* Company says PCs vulnerable to attack by malicious sites

* Microsoft says free security tool can protect against attacks

* Warning affects hundreds of millions of Internet Explorer users

* Security experts say it may be easier to use another browser

By Jim Finkle

BOSTON, Sept 17 (Reuters) - Microsoft Corp warned a newly discovered bug in its Internet Explorer web browser makes PCs vulnerable to attack by hackers and urged customers to download a piece of security software to mitigate the risk of infection.

The security flaw affects hundreds of millions of Internet Explorer browser users. Microsoft said attackers can exploit the bug to infect the PC of somebody who visits a malicious website and then take control of the victim's computer.

The software maker advised customers on its website late on Monday to install the security software as an interim measure, buying it time to fix the bug and release a new, more secure version of Internet Explorer. The company did not say how long that will take, but several security researchers said they expect the update within a week.
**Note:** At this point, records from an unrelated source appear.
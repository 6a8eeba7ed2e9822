//! Payout models

use std::fmt;
use std::str::FromStr;

use chrono::NaiveDateTime;
use serde::{Deserialize, Serialize};

/// Why a payout is being taken
#[derive(Debug, Clone, Copy, PartialEq, Eq, Serialize, Deserialize)]
#[serde(rename_all = "SCREAMING_SNAKE_CASE")]
pub enum PayoutType {
    Scheduled,
    Emergency,
}

impl PayoutType {
    pub fn as_str(&self) -> &'static str {
        match self {
            PayoutType::Scheduled => "SCHEDULED",
            PayoutType::Emergency => "EMERGENCY",
        }
    }
}

impl FromStr for PayoutType {
    type Err = String;

    fn from_str(s: &str) -> Result<Self, Self::Err> {
        match s {
            "SCHEDULED" => Ok(PayoutType::Scheduled),
            "EMERGENCY" => Ok(PayoutType::Emergency),
            other => Err(format!("unknown payout type '{}'", other)),
        }
    }
}

/// Lifecycle state of a payout request
#[derive(Debug, Clone, Copy, PartialEq, Eq, Serialize, Deserialize)]
#[serde(rename_all = "SCREAMING_SNAKE_CASE")]
pub enum PayoutStatus {
    Requested,
    Approved,
    Declined,
    Completed,
}

impl PayoutStatus {
    pub fn as_str(&self) -> &'static str {
        match self {
            PayoutStatus::Requested => "REQUESTED",
            PayoutStatus::Approved => "APPROVED",
            PayoutStatus::Declined => "DECLINED",
            PayoutStatus::Completed => "COMPLETED",
        }
    }

    /// Approve and decline are legal only from REQUESTED.
    pub fn can_approve(&self) -> bool {
        matches!(self, PayoutStatus::Requested)
    }

    pub fn can_decline(&self) -> bool {
        matches!(self, PayoutStatus::Requested)
    }

    /// Complete is legal only from APPROVED.
    pub fn can_complete(&self) -> bool {
        matches!(self, PayoutStatus::Approved)
    }
}

impl fmt::Display for PayoutStatus {
    fn fmt(&self, f: &mut fmt::Formatter<'_>) -> fmt::Result {
        f.write_str(self.as_str())
    }
}

impl FromStr for PayoutStatus {
    type Err = String;

    fn from_str(s: &str) -> Result<Self, Self::Err> {
        match s {
            "REQUESTED" => Ok(PayoutStatus::Requested),
            "APPROVED" => Ok(PayoutStatus::Approved),
            "DECLINED" => Ok(PayoutStatus::Declined),
            "COMPLETED" => Ok(PayoutStatus::Completed),
            other => Err(format!("unknown payout status '{}'", other)),
        }
    }
}

/// A persisted payout request
#[derive(Debug, Clone, Serialize)]
pub struct Payout {
    pub id: String,
    pub collector_id: String,
    pub client_id: String,
    pub amount: f64,
    pub payout_type: PayoutType,
    pub status: PayoutStatus,
    /// Set by the client at request time; overwritten by the collector's
    /// reason on decline.
    pub reason: Option<String>,
    pub requested_at: NaiveDateTime,
    pub approved_at: Option<NaiveDateTime>,
    pub completed_at: Option<NaiveDateTime>,
}

/// One row in a collector payout listing, joined with the client's name
#[derive(Debug, Clone, Serialize)]
pub struct PayoutListItem {
    pub id: String,
    pub client_id: String,
    pub client_name: String,
    pub amount: f64,
    pub payout_type: PayoutType,
    pub status: PayoutStatus,
    pub reason: Option<String>,
    pub requested_at: NaiveDateTime,
}

#[cfg(test)]
mod tests {
    use super::*;

    #[test]
    fn test_approve_and_decline_only_from_requested() {
        assert!(PayoutStatus::Requested.can_approve());
        assert!(PayoutStatus::Requested.can_decline());
        assert!(!PayoutStatus::Approved.can_approve());
        assert!(!PayoutStatus::Declined.can_decline());
        assert!(!PayoutStatus::Completed.can_approve());
    }

    #[test]
    fn test_complete_only_from_approved() {
        assert!(PayoutStatus::Approved.can_complete());
        assert!(!PayoutStatus::Requested.can_complete());
        assert!(!PayoutStatus::Completed.can_complete());
    }

    #[test]
    fn test_status_strings_round_trip() {
        for status in [
            PayoutStatus::Requested,
            PayoutStatus::Approved,
            PayoutStatus::Declined,
            PayoutStatus::Completed,
        ] {
            assert_eq!(status.as_str().parse::<PayoutStatus>(), Ok(status));
        }
    }
}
The free security tool, which is known as the Enhanced Mitigation Experience Toolkit, or EMET, is available through an advisory on Microsoft's website:

The EMET software must be downloaded, installed and then manually configured to protect computers from the newly discovered threat, according to the posting from Microsoft. The company also advised customers to adjust several Windows security settings to thwart potential attackers, but cautioned that doing so might impact the PC's usability.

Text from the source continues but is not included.